The Irish Agricultural Organisation Society (IAOS) was an agricultural association in Ireland which advocated, and helped to organise, agricultural cooperativism, including mutual credit facilities. From its establishment by Sir Horace Plunkett in 1894, it quickly became an important element of the Irish economy and laid the foundations of the successful Irish dairy industry.

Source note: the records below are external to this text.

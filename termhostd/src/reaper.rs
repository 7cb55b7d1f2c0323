use std::sync::Arc;
use std::time::Duration;

use termhost_session::SessionRegistry;

/// Low-frequency tick that kills sessions whose `is_idle_timed_out()` is
/// true (§4.6: "at least once per minute"; the host defaults to every 30s).
pub async fn run(registry: Arc<SessionRegistry>, interval: Duration) {
    let mut ticker = tokio::time::interval(interval);
    ticker.set_missed_tick_behavior(tokio::time::MissedTickBehavior::Delay);
    loop {
        ticker.tick().await;
        registry.reap_idle();
    }
}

Although officially apolitical, the IAOS became associated with the Irish Home Rule movement and Irish nationalist activity from the early 20th century. It was later reorganised, and renamed as the Irish Co-operative Organisation Society Limited, a body which continues to operate in Ireland.

==Foundation==
The Irish Agricultural Organisation Society (IAOS) was founded in 1894 by Sir Horace Plunkett, an Anglo-Irish politician with a keen interest in agriculture and rural affairs. He had established a cooperative on his family estate at Dunsany as early as 1878. Other key figures involved in setting up the IAOS included Plunkett's personal friends Thomas A. Finlay and Thomas Spring Rice, 2nd Baron Monteagle of Brandon, whose Mount Trenchard House home provided an early venue for meetings. Plunkett and the other founders were motivated by a desire to "regenerate" Irish farmers materially and morally. Plunkett had witnessed at first-hand the success of agricultural cooperatives in the United States of America, and desired to establish a more productive business-like approach to farming in Ireland, taking account of Scandinavian models of co-operation. In addition, he saw co-operativism as an answer to the growing conflict between Roman Catholic and Protestant rural communities. As Plunkett recalled in his 1908 pamphlet The Rural Life Problem of the United States:
Our message to Irish farmers was that they must imitate the methods of their Continental competitors, who were defeating them in their own markets simply by superior organisation. After five years of individual propagandism, the Irish Agricultural Organisation Society was formed in 1894 to meet the demand for instruction as to the formation and the working of cooperative societies, a demand to which it was beyond the means of the few pioneers to respond.
The new rural enterprises were administered by a democratically elected committee upon which "the best businessmen in the community" sat, whether "landlord or tenant, Protestant or Roman Catholic, Unionist or Nationalist". IAOS activists believed that the application of cooperative principles offered a solution to problems of rural life and addressed social anxieties prevalent in the Irish countryside.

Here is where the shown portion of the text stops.